I would like to query and print the ID of the default security group but when I apply the following code, it indicates that it wishes to make a change to the default security group

I was hoping to be able to query default security group like I query default VPC

variable “availability_zone_names” {
type = list(string)
default = [“ca-central-1a”,“ca-central-1b”]

provider “aws” {
region = “ca-central-1”

data “aws_vpc” “default” {
default = true

resource “aws_default_security_group” “default” {
vpc_id = data.aws_vpc.default.id

data “aws_subnet” “default” {
vpc_id = data.aws_vpc.default.id
default_for_az = true
availability_zone = var.availability_zone_names[0]

output “aws_vpc_id” {
value = data.aws_vpc.default.id

output “aws_subnet_vpc_id” {
value = data.aws_subnet.default.id

output “aws_security_group_id” {
value = aws_default_security_group.default.id

Hi @nyue,

The general rule here is that resource blocks tell Terraform to manage something, while data blocks tell Terraform to retrieve information about an existing object managed by some other system.

With that said, to get the result you wanted here means we need to find a way to describe the query “what is the default security group for this given VPC?” as a data block.

There doesn’t seem to be an aws_default_security_group data source defined in the provider, but there is aws_security_group, which can retrieve information about a particular existing security group based on a given set of constraints.

I don’t see a first-class attribute for selecting a default security group there, but the data source accepts filter blocks that apparently expose the filtering capabilities of the underlying EC2 action DescribeSecurityGroups.
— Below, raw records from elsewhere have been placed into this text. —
use std::fs;
use std::path::Path;

use regex::{Regex, RegexBuilder};

use crate::app_logger::Severity;
use crate::fs_utils::{files_with_extensions, next_available_path};

use super::process::LogLine;

const AUDIO_EXTENSIONS: [&str; 2] = ["mp3", "flac"];

const PROMO_TAGS: [&str; 31] = [
    "(music video)",
    "(official video)",
    "(official visualizer)",
    "(video oficial)",
    "[official video]",
    "(drone)",
    "(video)",
    "(visualiser)",
    "(lyric video)",
    "(lyrics)",
    "(audio)",
    "(official track)",
    "(original mix)",
    "(hq)",
    "(hd)",
    "(high quality)",
    "(full song)",
    "(snippet)",
    "(reaction)",
    "(review)",
    "(trailer)",
    "(teaser)",
    "(fan edit)",
    "(studio version)",
    "(youtube)",
    "(vevo)",
    "(tiktok)",
    "(drone shot)",
    "(pov video)",
    "(official music video)",
    "(visualizer)",
];

fn tag_pattern() -> Option<Regex> {
    // longest first so "(drone shot)" is not cut down to "(drone)" + " shot)"
    let mut tags: Vec<&str> = PROMO_TAGS.to_vec();
    tags.sort_by_key(|tag| std::cmp::Reverse(tag.len()));
    let alternation = tags
        .iter()
        .map(|tag| regex::escape(tag))
        .collect::<Vec<_>>()
        .join("|");
    RegexBuilder::new(&format!(r"\s*(?:{alternation})"))
        .case_insensitive(true)
        .build()
        .ok()
}

fn collapse_spaces(text: &str) -> String {
    let mut out = String::with_capacity(text.len());
    let mut previous_space = false;
    for c in text.chars() {
        if c == ' ' {
            if !previous_space {
                out.push(c);
            }
            previous_space = true;
        } else {
            out.push(c);
            previous_space = false;
        }
    }
    out
}

/// Returns the cleaned stem, or None when nothing would change.
fn cleaned_stem(pattern: &Regex, stem: &str) -> Option<String> {
    let stripped = pattern.replace_all(stem, "");
    let collapsed = collapse_spaces(&stripped);
    let cleaned = collapsed.trim_matches([' ', '-', '_', '.', ',']).to_string();
    if cleaned.is_empty() || cleaned == stem {
        None
    } else {
        Some(cleaned)
    }
}

/// Strips promotional tags from audio file names under `root`. Failures are
/// reported through `log` as warnings and never abort the pass.
pub fn clean_audio_filenames(root: &Path, log: &mut dyn FnMut(LogLine)) -> usize {
    let Some(pattern) = tag_pattern() else {
        return 0;
    };
    let mut renamed = 0;
    for path in files_with_extensions(root, &AUDIO_EXTENSIONS) {
        let (Some(stem), Some(ext), Some(dir)) = (
            path.file_stem().and_then(|s| s.to_str()),
            path.extension().and_then(|e| e.to_str()),
            path.parent(),
        ) else {
            continue;
        };
        let Some(cleaned) = cleaned_stem(&pattern, stem) else {
            continue;
        };
        let target = next_available_path(dir, &cleaned, ext);
        match fs::rename(&path, &target) {
            Ok(()) => {
                renamed += 1;
                let from = path.file_name().map(|n| n.to_string_lossy().to_string()).unwrap_or_default();
                let to = target.file_name().map(|n| n.to_string_lossy().to_string()).unwrap_or_default();
                log(LogLine {
                    text: format!("Renamed: {from} -> {to}"),
                    severity: Severity::Info,
                });
            }
            Err(err) => {
                tracing::warn!("rename of {} failed: {err}", path.display());
                log(LogLine {
                    text: format!("Could not rename {}: {err}", path.display()),
                    severity: Severity::Warning,
                });
            }
        }
    }
    renamed
}

#[cfg(test)]
mod tests {
    use super::{clean_audio_filenames, cleaned_stem, tag_pattern};
    use std::fs;

    #[test]
    fn strips_tags_case_insensitively() {
        let pattern = tag_pattern().expect("pattern");
        assert_eq!(
            cleaned_stem(&pattern, "Artist - Song (Official Music Video)").as_deref(),
            Some("Artist - Song")
        );
        assert_eq!(
            cleaned_stem(&pattern, "Song (Lyrics)  (HQ) -").as_deref(),
            Some("Song")
        );
        assert_eq!(cleaned_stem(&pattern, "Artist - Song"), None);
        assert_eq!(cleaned_stem(&pattern, "(audio)"), None);
    }

    #[test]
    fn renames_audio_and_resolves_collisions() {
        let dir = tempfile::tempdir().expect("tempdir");
        let album = dir.path().join("Album");
        fs::create_dir_all(&album).expect("mkdir");
        fs::write(album.join("Track.mp3"), b"a").expect("write");
        fs::write(album.join("Track (Official Video).mp3"), b"b").expect("write");
        fs::write(album.join("Other [Official Video].flac"), b"c").expect("write");
        fs::write(album.join("Clip (Official Video).mkv"), b"d").expect("write");

        let mut lines = Vec::new();
        let renamed = clean_audio_filenames(dir.path(), &mut |line| lines.push(line));

        assert_eq!(renamed, 2);
        assert_eq!(lines.len(), 2);
        assert_eq!(fs::read(album.join("Track (1).mp3")).expect("read"), b"b");
        assert!(album.join("Other.flac").exists());
        assert!(album.join("Clip (Official Video).mkv").exists());
    }
}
I don’t see any filter there specifically for default security groups, but the EC2 documentation on default security groups says that a default security group is always called “default”, so perhaps filtering by the security group name would be sufficient, unless you plan to have other security groups in the same VPC also called “default”:

data "aws_security_group" "selected" {
  vpc_id = data.aws_vpc.default.id

  filter {
    name   = "group-name"
    values = ["default"]

As far as I can tell, there’s no explicit API action in the underlying EC2 API for finding the default security group for a VPC. Out of curiousity I took a look in the AWS provider code to see how the aws_default_security_group resource type finds it, and indeed it’s doing the same filtering by name. I think this is safe because user-defined VPC security groups never have names in this sense; they might have a Name tag set, but that’s a separate idea that this filter would not match.